Exercise goal:
Please copy every line of the records below that holds the word "oldest".

Supplied data:
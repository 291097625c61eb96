//! crates/parts_finder_core/src/cache.rs
//!
//! A small bounded, time-limited cache of search results keyed by query fingerprint.

use parking_lot::Mutex;
use std::collections::HashMap;
use std::time::{Duration, Instant};

use crate::domain::{Product, SearchSource};
use crate::query::query_fingerprint;

pub const DEFAULT_CAPACITY: usize = 100;
pub const DEFAULT_TTL: Duration = Duration::from_secs(5 * 60);

/// What is remembered for a query.
#[derive(Debug, Clone)]
pub struct CachedResults {
    pub products: Vec<Product>,
    pub source: SearchSource,
}

struct CacheEntry {
    results: CachedResults,
    inserted_at: Instant,
}

pub struct ResultCache {
    entries: Mutex<HashMap<String, CacheEntry>>,
    capacity: usize,
    ttl: Duration,
}

impl ResultCache {
    pub fn new(capacity: usize, ttl: Duration) -> Self {
        Self {
            entries: Mutex::new(HashMap::new()),
            capacity: capacity.max(1),
            ttl,
        }
    }

    /// Returns the cached results for `query` if they are still fresh.
    /// A stale entry is removed.
    pub fn get(&self, query: &str) -> Option<CachedResults> {
        let key = query_fingerprint(query);
        let mut entries = self.entries.lock();
        match entries.get(&key) {
            Some(entry) if entry.inserted_at.elapsed() < self.ttl => Some(entry.results.clone()),
            Some(_) => {
                entries.remove(&key);
                None
            }
            None => None,
        }
    }

    /// Stores results for `query`, evicting the oldest entry once over capacity.
    pub fn insert(&self, query: &str, results: CachedResults) {
        let key = query_fingerprint(query);
        let mut entries = self.entries.lock();
        entries.insert(
            key,
            CacheEntry {
                results,
                inserted_at: Instant::now(),
            },
        );

        if entries.len() > self.capacity {
            let oldest = entries
                .iter()
                .min_by_key(|(_, entry)| entry.inserted_at)
                .map(|(k, _)| k.clone());
            if let Some(oldest) = oldest {
                entries.remove(&oldest);
            }
        }
    }

    pub fn len(&self) -> usize {
        self.entries.lock().len()
    }

    pub fn is_empty(&self) -> bool {
        self.len() == 0
    }
}

impl Default for ResultCache {
    fn default() -> Self {
        Self::new(DEFAULT_CAPACITY, DEFAULT_TTL)
    }
}
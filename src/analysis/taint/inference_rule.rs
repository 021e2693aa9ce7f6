use std::collections::HashMap;

use crate::analysis::taint::abstract_ifc_tags::TagId;

/// Replace the running result with the tags of one input.
#[derive(Clone, Debug, PartialEq, Eq)]
pub struct CopyInput {
    pub input_index: usize,
}

#[derive(Copy, Clone, Debug, PartialEq, Eq, Hash)]
pub enum ModifyTagKind {
    AddSecrecy,
    RemoveSecrecy,
    AddIntegrity,
    RemoveIntegrity,
}

#[derive(Clone, Debug, PartialEq, Eq)]
pub struct ModifyTag {
    pub kind: ModifyTagKind,
    pub tag: TagId,
}

#[derive(Copy, Clone, Debug, PartialEq, Eq, Hash)]
pub enum MergeKind {
    Union,
    Intersect,
}

/// Replace the integrity of the running result with the union or the
/// intersection of the integrity of the listed inputs.
#[derive(Clone, Debug, PartialEq, Eq)]
pub struct MergeIntegrityTags {
    pub kind: MergeKind,
    pub input_indices: Vec<usize>,
}

#[derive(Clone, Debug, PartialEq, Eq)]
pub enum Conclusion {
    CopyInput(CopyInput),
    ModifyTag(ModifyTag),
    MergeIntegrityTags(MergeIntegrityTags),
}

/// Holds when the input at `input_index` is known and carries `tag` as an
/// integrity tag.
#[derive(Clone, Debug, PartialEq, Eq)]
pub struct InputHasIntegrity {
    pub input_index: usize,
    pub tag: TagId,
}

#[derive(Clone, Debug, PartialEq, Eq)]
pub struct InferenceRule {
    pub conclusion: Conclusion,
    pub premises: Vec<InputHasIntegrity>,
}

impl InferenceRule {
    pub fn new(conclusion: Conclusion) -> Self {
        Self {
            conclusion,
            premises: vec![],
        }
    }

    pub fn with_premises(conclusion: Conclusion, premises: Vec<InputHasIntegrity>) -> Self {
        Self {
            conclusion,
            premises,
        }
    }

    pub fn copy_input(input_index: usize) -> Self {
        Self::new(Conclusion::CopyInput(CopyInput { input_index }))
    }

    pub fn modify_tag(kind: ModifyTagKind, tag: TagId) -> Self {
        Self::new(Conclusion::ModifyTag(ModifyTag { kind, tag }))
    }

    pub fn merge_integrity(kind: MergeKind, input_indices: Vec<usize>) -> Self {
        Self::new(Conclusion::MergeIntegrityTags(MergeIntegrityTags {
            kind,
            input_indices,
        }))
    }
}

/// Rules applied in order, each one updating the running result.
pub type InferenceRuleSequence = Vec<InferenceRule>;

/// Output index to the rules that compute that output.
pub type OutputRules = HashMap<usize, InferenceRuleSequence>;
use std::{collections::HashMap, rc::Rc};

use crate::ir::{
    BlockId, OperationId,
    attribute::NamedAttributeMap,
    block::Block,
    context::IrContext,
    data_decl::DataDeclCollection,
    module::Module,
    operation::Operation,
    operator::Operator,
    types::Type,
    value::Value,
};

pub struct BlockBuilder<'c> {
    context: &'c IrContext,
    id: BlockId,
    operations: Vec<Operation>,
    inputs: DataDeclCollection,
    outputs: DataDeclCollection,
    results: HashMap<String, Value>,
}

impl<'c> BlockBuilder<'c> {
    pub fn new(context: &'c IrContext) -> Self {
        Self {
            context,
            id: context.fresh_block_id(),
            operations: Vec::new(),
            inputs: DataDeclCollection::new(),
            outputs: DataDeclCollection::new(),
            results: HashMap::new(),
        }
    }

    pub fn id(&self) -> BlockId {
        self.id
    }

    pub fn add_input(&mut self, name: &str, ty: Type) -> Value {
        let index = self.inputs.add_decl(name, ty);
        Value::argument(self.id, index)
    }

    pub fn add_output(&mut self, name: &str, ty: Type) {
        self.outputs.add_decl(name, ty);
    }

    pub fn add_result(&mut self, name: &str, value: Value) {
        if self.outputs.find_decl(name).is_none() {
            panic!("Block has no output named `{}`", name);
        }
        self.results.insert(name.to_string(), value);
    }

    pub fn add_operation(
        &mut self,
        op: &Rc<Operator>,
        attributes: NamedAttributeMap,
        inputs: Vec<Value>,
    ) -> OperationId {
        let id = self.context.fresh_operation_id();
        self.operations.push(Operation::new(
            id,
            Some(self.id),
            op.clone(),
            attributes,
            inputs,
        ));
        id
    }

    /// Adds an operation whose operator is looked up by name.
    pub fn add_operation_by_name(
        &mut self,
        name: &str,
        attributes: NamedAttributeMap,
        inputs: Vec<Value>,
    ) -> OperationId {
        let op = self
            .context
            .get_operator(name)
            .unwrap_or_else(|| panic!("Operator `{}` is not registered", name));
        self.add_operation(&op, attributes, inputs)
    }

    pub fn add_composite_operation(
        &mut self,
        op: &Rc<Operator>,
        attributes: NamedAttributeMap,
        inputs: Vec<Value>,
        impl_module: Module,
    ) -> OperationId {
        let id = self.add_operation(op, attributes, inputs);
        let operation = self
            .operations
            .pop()
            .expect("Operation was just added");
        self.operations.push(operation.with_impl_module(impl_module));
        id
    }

    /// Moves an already built operation into this block.
    pub fn add_existing_operation(&mut self, mut operation: Operation) -> OperationId {
        operation.set_parent(self.id);
        let id = operation.id();
        self.operations.push(operation);
        id
    }

    pub fn build(self) -> Block {
        Block::new(
            self.id,
            self.operations,
            self.inputs,
            self.outputs,
            self.results,
        )
    }
}

pub struct ModuleBuilder<'c> {
    context: &'c IrContext,
    module: Module,
}

impl<'c> ModuleBuilder<'c> {
    pub fn new(context: &'c IrContext) -> Self {
        Self {
            context,
            module: Module::new(context.fresh_module_id()),
        }
    }

    pub fn context(&self) -> &'c IrContext {
        self.context
    }

    pub fn add_block(&mut self, block: Block) -> BlockId {
        self.module.add_block(block)
    }

    pub fn build(self) -> Module {
        self.module
    }
}

#[cfg(test)]
mod tests {
    use super::*;
    use crate::ir::attribute::Attribute;

    fn make_context() -> IrContext {
        let mut ctx = IrContext::new();
        ctx.register_operator(Operator::new("core.constant"));
        ctx.register_operator(Operator::new("core.plus"));
        ctx.register_operator(Operator::with_return_values("core.split", 2));
        ctx
    }

    #[test]
    fn test_build_block_and_module() {
        let ctx = make_context();
        let mut block = BlockBuilder::new(&ctx);
        let x = block.add_input("x", Type::primitive());
        block.add_output("sum", Type::primitive());
        let mut attrs = NamedAttributeMap::new();
        attrs.insert("value".to_string(), Attribute::int64(3));
        let c = block.add_operation_by_name("core.constant", attrs, vec![]);
        let plus = block.add_operation_by_name(
            "core.plus",
            NamedAttributeMap::new(),
            vec![x, Value::default_result(c)],
        );
        block.add_result("sum", Value::default_result(plus));
        let block_id = block.id();
        let block = block.build();
        assert_eq!(block.argument("x"), x);

        let mut module = ModuleBuilder::new(&ctx);
        module.add_block(block);
        let module = module.build();

        let block = module.get_block(block_id);
        assert_eq!(block.parent(), Some(module.id()));
        assert_eq!(block.operations().len(), 2);
        assert_eq!(block.get_result("sum"), Some(Value::default_result(plus)));
        let plus_op = module.get_operation(plus);
        assert_eq!(plus_op.parent(), Some(block_id));
        assert_eq!(plus_op.inputs(), &[x, Value::default_result(c)]);
        assert_eq!(module.iter_operations().count(), 2);
    }

    #[test]
    fn test_nested_modules_do_not_share_ids() {
        let ctx = make_context();
        let mut inner_block = BlockBuilder::new(&ctx);
        let inner_op = inner_block.add_operation_by_name("core.constant", NamedAttributeMap::new(), vec![]);
        let mut inner = ModuleBuilder::new(&ctx);
        inner.add_block(inner_block.build());
        let inner = inner.build();

        let mut outer_block = BlockBuilder::new(&ctx);
        let split = ctx.get_operator("core.split").expect("registered");
        let outer_op = outer_block.add_composite_operation(&split, NamedAttributeMap::new(), vec![], inner);
        assert_ne!(inner_op, outer_op);

        let mut outer = ModuleBuilder::new(&ctx);
        outer.add_block(outer_block.build());
        let outer = outer.build();
        let composite = outer.get_operation(outer_op);
        let nested = composite.impl_module().expect("has impl module");
        assert_ne!(nested.id(), outer.id());
        assert!(nested.find_operation(inner_op).is_some());
        assert!(outer.find_operation(inner_op).is_none());
    }

    #[test]
    #[should_panic(expected = "Operator `core.minus` is not registered")]
    fn test_unknown_operator_is_fatal() {
        let ctx = make_context();
        let mut block = BlockBuilder::new(&ctx);
        block.add_operation_by_name("core.minus", NamedAttributeMap::new(), vec![]);
    }

    #[test]
    #[should_panic(expected = "Block has no output named `y`")]
    fn test_undeclared_result_is_fatal() {
        let ctx = make_context();
        let mut block = BlockBuilder::new(&ctx);
        block.add_result("y", Value::Any);
    }
}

Answer box:
    /// Stores results for `query`, evicting the oldest entry once over capacity.
            let oldest = entries
            if let Some(oldest) = oldest {
                entries.remove(&oldest);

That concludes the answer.